What is needed: Copy each line below that contains "struct".

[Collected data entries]
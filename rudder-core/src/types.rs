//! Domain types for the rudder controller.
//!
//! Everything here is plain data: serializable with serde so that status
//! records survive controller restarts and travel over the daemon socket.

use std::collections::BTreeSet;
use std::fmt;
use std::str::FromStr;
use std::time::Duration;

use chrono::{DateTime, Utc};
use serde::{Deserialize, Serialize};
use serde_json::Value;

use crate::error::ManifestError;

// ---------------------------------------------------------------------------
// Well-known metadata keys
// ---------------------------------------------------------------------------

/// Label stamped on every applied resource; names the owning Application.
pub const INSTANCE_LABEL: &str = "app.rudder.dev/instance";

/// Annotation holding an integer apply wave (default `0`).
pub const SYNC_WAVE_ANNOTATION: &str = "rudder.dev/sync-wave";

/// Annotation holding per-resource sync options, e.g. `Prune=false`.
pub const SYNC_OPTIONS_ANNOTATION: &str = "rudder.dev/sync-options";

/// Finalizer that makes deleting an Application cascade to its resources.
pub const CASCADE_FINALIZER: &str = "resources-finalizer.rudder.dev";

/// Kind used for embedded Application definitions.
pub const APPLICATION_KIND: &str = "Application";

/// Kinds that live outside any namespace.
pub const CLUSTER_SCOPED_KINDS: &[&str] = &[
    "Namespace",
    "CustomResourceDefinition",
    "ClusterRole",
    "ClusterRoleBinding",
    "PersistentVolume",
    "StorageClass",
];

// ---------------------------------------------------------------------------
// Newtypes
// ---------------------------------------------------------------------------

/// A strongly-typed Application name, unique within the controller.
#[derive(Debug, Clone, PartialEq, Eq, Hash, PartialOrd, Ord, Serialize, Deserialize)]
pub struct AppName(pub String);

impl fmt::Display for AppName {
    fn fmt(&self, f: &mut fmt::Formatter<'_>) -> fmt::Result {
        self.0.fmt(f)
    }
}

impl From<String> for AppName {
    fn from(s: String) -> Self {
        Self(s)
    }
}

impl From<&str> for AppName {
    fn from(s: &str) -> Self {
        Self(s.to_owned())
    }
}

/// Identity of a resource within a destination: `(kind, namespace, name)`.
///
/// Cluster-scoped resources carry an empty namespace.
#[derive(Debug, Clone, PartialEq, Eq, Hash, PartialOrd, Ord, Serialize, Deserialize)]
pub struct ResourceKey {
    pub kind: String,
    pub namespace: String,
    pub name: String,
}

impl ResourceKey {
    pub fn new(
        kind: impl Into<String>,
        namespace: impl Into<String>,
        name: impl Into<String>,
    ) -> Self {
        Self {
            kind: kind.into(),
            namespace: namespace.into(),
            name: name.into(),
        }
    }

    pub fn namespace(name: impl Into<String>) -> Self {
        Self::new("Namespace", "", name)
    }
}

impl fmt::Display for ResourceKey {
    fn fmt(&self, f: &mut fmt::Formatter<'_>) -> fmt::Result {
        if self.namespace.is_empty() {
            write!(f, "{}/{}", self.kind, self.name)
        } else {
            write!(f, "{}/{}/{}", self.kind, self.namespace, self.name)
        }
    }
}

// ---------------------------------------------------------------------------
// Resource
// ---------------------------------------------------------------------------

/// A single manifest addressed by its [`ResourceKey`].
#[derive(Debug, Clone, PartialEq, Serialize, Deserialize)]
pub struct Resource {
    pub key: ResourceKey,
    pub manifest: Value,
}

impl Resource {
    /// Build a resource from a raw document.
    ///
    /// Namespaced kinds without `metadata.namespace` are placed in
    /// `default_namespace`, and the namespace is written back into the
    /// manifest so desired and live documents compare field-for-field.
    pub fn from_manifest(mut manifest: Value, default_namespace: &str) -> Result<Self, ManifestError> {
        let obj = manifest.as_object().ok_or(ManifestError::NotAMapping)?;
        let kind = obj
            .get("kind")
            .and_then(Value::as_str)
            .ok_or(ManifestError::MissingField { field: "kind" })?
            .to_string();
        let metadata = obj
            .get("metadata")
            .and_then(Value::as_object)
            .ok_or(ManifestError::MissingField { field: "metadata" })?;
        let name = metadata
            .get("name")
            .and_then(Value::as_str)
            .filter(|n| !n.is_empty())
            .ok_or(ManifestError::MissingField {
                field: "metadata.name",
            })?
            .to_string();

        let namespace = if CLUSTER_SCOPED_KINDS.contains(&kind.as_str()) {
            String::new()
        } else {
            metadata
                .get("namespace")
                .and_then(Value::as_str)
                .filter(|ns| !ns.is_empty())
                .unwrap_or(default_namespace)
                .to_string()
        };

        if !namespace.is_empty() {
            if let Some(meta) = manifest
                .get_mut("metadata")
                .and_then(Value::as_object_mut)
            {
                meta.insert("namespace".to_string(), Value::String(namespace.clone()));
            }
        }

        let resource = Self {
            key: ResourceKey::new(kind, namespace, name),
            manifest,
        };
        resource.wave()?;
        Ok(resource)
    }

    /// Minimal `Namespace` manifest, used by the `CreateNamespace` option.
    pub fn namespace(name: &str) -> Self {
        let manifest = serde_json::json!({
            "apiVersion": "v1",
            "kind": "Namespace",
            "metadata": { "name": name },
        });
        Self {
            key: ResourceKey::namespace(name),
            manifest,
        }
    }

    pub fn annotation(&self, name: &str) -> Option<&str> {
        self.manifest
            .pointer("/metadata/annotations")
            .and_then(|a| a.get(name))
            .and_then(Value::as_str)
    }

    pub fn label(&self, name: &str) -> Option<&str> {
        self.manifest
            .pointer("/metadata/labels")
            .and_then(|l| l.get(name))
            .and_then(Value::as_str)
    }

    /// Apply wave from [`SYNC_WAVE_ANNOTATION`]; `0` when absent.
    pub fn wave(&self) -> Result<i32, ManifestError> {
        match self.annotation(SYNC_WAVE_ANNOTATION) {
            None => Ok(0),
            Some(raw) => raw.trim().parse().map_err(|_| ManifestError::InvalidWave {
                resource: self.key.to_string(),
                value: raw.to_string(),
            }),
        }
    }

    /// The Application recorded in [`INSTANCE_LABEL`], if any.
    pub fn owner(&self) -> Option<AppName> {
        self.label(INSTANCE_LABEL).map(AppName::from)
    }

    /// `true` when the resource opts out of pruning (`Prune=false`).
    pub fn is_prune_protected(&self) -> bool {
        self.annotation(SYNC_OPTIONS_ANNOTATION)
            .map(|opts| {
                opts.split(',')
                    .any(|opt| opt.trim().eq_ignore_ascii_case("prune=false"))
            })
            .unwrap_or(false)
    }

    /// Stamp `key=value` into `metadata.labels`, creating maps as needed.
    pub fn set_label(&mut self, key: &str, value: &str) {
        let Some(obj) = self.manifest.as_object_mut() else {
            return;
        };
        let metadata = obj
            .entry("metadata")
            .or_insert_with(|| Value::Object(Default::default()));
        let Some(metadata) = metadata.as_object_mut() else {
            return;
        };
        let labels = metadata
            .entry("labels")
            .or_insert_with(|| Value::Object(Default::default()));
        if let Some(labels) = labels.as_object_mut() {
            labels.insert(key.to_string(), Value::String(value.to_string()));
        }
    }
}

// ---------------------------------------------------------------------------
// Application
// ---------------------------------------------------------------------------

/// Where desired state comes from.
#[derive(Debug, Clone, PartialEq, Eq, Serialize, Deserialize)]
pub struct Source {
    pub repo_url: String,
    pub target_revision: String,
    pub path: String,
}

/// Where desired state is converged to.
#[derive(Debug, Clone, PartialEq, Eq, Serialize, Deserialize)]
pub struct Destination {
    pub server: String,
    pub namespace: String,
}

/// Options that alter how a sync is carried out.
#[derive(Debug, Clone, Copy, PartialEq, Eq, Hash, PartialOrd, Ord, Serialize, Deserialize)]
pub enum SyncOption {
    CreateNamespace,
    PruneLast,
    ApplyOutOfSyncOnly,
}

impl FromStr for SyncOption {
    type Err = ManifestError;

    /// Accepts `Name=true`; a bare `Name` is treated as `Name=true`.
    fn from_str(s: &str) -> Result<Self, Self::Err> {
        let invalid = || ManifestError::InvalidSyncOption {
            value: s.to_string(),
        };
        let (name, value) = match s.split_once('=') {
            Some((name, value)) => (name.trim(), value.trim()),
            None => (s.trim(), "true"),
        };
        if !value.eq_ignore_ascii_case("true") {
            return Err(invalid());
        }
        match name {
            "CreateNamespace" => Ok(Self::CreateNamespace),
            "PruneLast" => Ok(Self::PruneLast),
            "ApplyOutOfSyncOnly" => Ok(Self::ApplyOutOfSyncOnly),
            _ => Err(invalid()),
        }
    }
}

Output for this exercise:
pub struct AppName(pub String);
pub struct ResourceKey {
pub struct Resource {
pub struct Source {
pub struct Destination {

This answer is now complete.